Start of Extracted material

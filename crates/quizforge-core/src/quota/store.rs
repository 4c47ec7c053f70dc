//! Quota state persistence

use super::QuotaState;
use async_trait::async_trait;
use std::path::{Path, PathBuf};
use std::sync::atomic::{AtomicUsize, Ordering};
use std::sync::Mutex;
use thiserror::Error;
use tracing::debug;

/// Storage failure. Never surfaced past the quota tracker.
#[derive(Debug, Error)]
pub enum PersistenceError {
    /// Filesystem error
    #[error("I/O error on {path}: {source}")]
    Io {
        /// File involved
        path: PathBuf,
        /// Underlying error
        #[source]
        source: std::io::Error,
    },

    /// Stored state could not be decoded or encoded
    #[error("serialization error: {0}")]
    Serialization(#[from] serde_json::Error),

    /// Store refused the operation
    #[error("store unavailable: {0}")]
    Unavailable(String),
}

/// Key/value slot holding one [`QuotaState`].
#[async_trait]
pub trait QuotaStore: Send + Sync {
    /// Load the stored state, `None` if nothing was ever saved.
    async fn load(&self) -> Result<Option<QuotaState>, PersistenceError>;

    /// Replace the stored state.
    async fn save(&self, state: &QuotaState) -> Result<(), PersistenceError>;
}

// ============================================================================
// MemoryQuotaStore
// ============================================================================

/// In-memory store, used by tests and when persistence is disabled.
#[derive(Debug, Default)]
pub struct MemoryQuotaStore {
    state: Mutex<Option<QuotaState>>,
    saves: AtomicUsize,
}

impl MemoryQuotaStore {
    /// Create an empty store
    #[must_use]
    pub fn new() -> Self {
        Self::default()
    }

    /// Create a store pre-seeded with `state`
    #[must_use]
    pub fn with_state(state: QuotaState) -> Self {
        Self {
            state: Mutex::new(Some(state)),
            saves: AtomicUsize::new(0),
        }
    }

    /// Currently stored state
    pub fn snapshot(&self) -> Option<QuotaState> {
        self.state.lock().unwrap_or_else(|e| e.into_inner()).clone()
    }

    /// Number of successful saves
    pub fn save_count(&self) -> usize {
        self.saves.load(Ordering::SeqCst)
    }
}

#[async_trait]
impl QuotaStore for MemoryQuotaStore {
    async fn load(&self) -> Result<Option<QuotaState>, PersistenceError> {
        Ok(self.snapshot())
    }

    async fn save(&self, state: &QuotaState) -> Result<(), PersistenceError> {
        *self.state.lock().unwrap_or_else(|e| e.into_inner()) = Some(state.clone());
        self.saves.fetch_add(1, Ordering::SeqCst);
        Ok(())
    }
}

// ============================================================================
// FileQuotaStore
// ============================================================================

/// JSON file store. Writes go to a sibling temp file and are renamed into
/// place so a crash never leaves a half-written state file.
#[derive(Debug, Clone)]
pub struct FileQuotaStore {
    path: PathBuf,
}

impl FileQuotaStore {
    /// Store backed by `path`
    pub fn new(path: impl Into<PathBuf>) -> Self {
        Self { path: path.into() }
    }

    /// Store at `quota_state.json` inside `data_dir`
    pub fn in_dir(data_dir: impl AsRef<Path>) -> Self {
        Self::new(data_dir.as_ref().join("quota_state.json"))
    }

    /// Backing file path
    #[must_use]
    pub fn path(&self) -> &Path {
        &self.path
    }

    fn io_error(&self, source: std::io::Error) -> PersistenceError {
        PersistenceError::Io {
            path: self.path.clone(),
            source,
        }
    }
}

#[async_trait]
impl QuotaStore for FileQuotaStore {
    async fn load(&self) -> Result<Option<QuotaState>, PersistenceError> {
        let content = match tokio::fs::read_to_string(&self.path).await {
            Ok(content) => content,
            Err(e) if e.kind() == std::io::ErrorKind::NotFound => return Ok(None),
            Err(e) => return Err(self.io_error(e)),
        };
        let state = serde_json::from_str(&content)?;
        Ok(Some(state))
    }

    async fn save(&self, state: &QuotaState) -> Result<(), PersistenceError> {
        if let Some(parent) = self.path.parent() {
            if !parent.as_os_str().is_empty() {
                tokio::fs::create_dir_all(parent)
                    .await
                    .map_err(|e| self.io_error(e))?;
            }
        }

        let json = serde_json::to_string_pretty(state)?;
        let tmp = self.path.with_extension("json.tmp");
        tokio::fs::write(&tmp, json)
            .await
            .map_err(|e| self.io_error(e))?;
        tokio::fs::rename(&tmp, &self.path)
            .await
            .map_err(|e| self.io_error(e))?;

        debug!(path = %self.path.display(), "Quota state saved");
        Ok(())
    }
}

End of Extracted material

Brief: Copy only the entries from the first line to the line with "#[derive(Debug, Error)]", each exactly as it appears.

Result:
filename crates/quizforge-core/src/quota/store.rs
repository 4c47ec7c053f70dc
//! Quota state persistence

use super::QuotaState;
use async_trait::async_trait;
use std::path::{Path, PathBuf};
use std::sync::atomic::{AtomicUsize, Ordering};
use std::sync::Mutex;
use thiserror::Error;
use tracing::debug;

/// Storage failure. Never surfaced past the quota tracker.
#[derive(Debug, Error)]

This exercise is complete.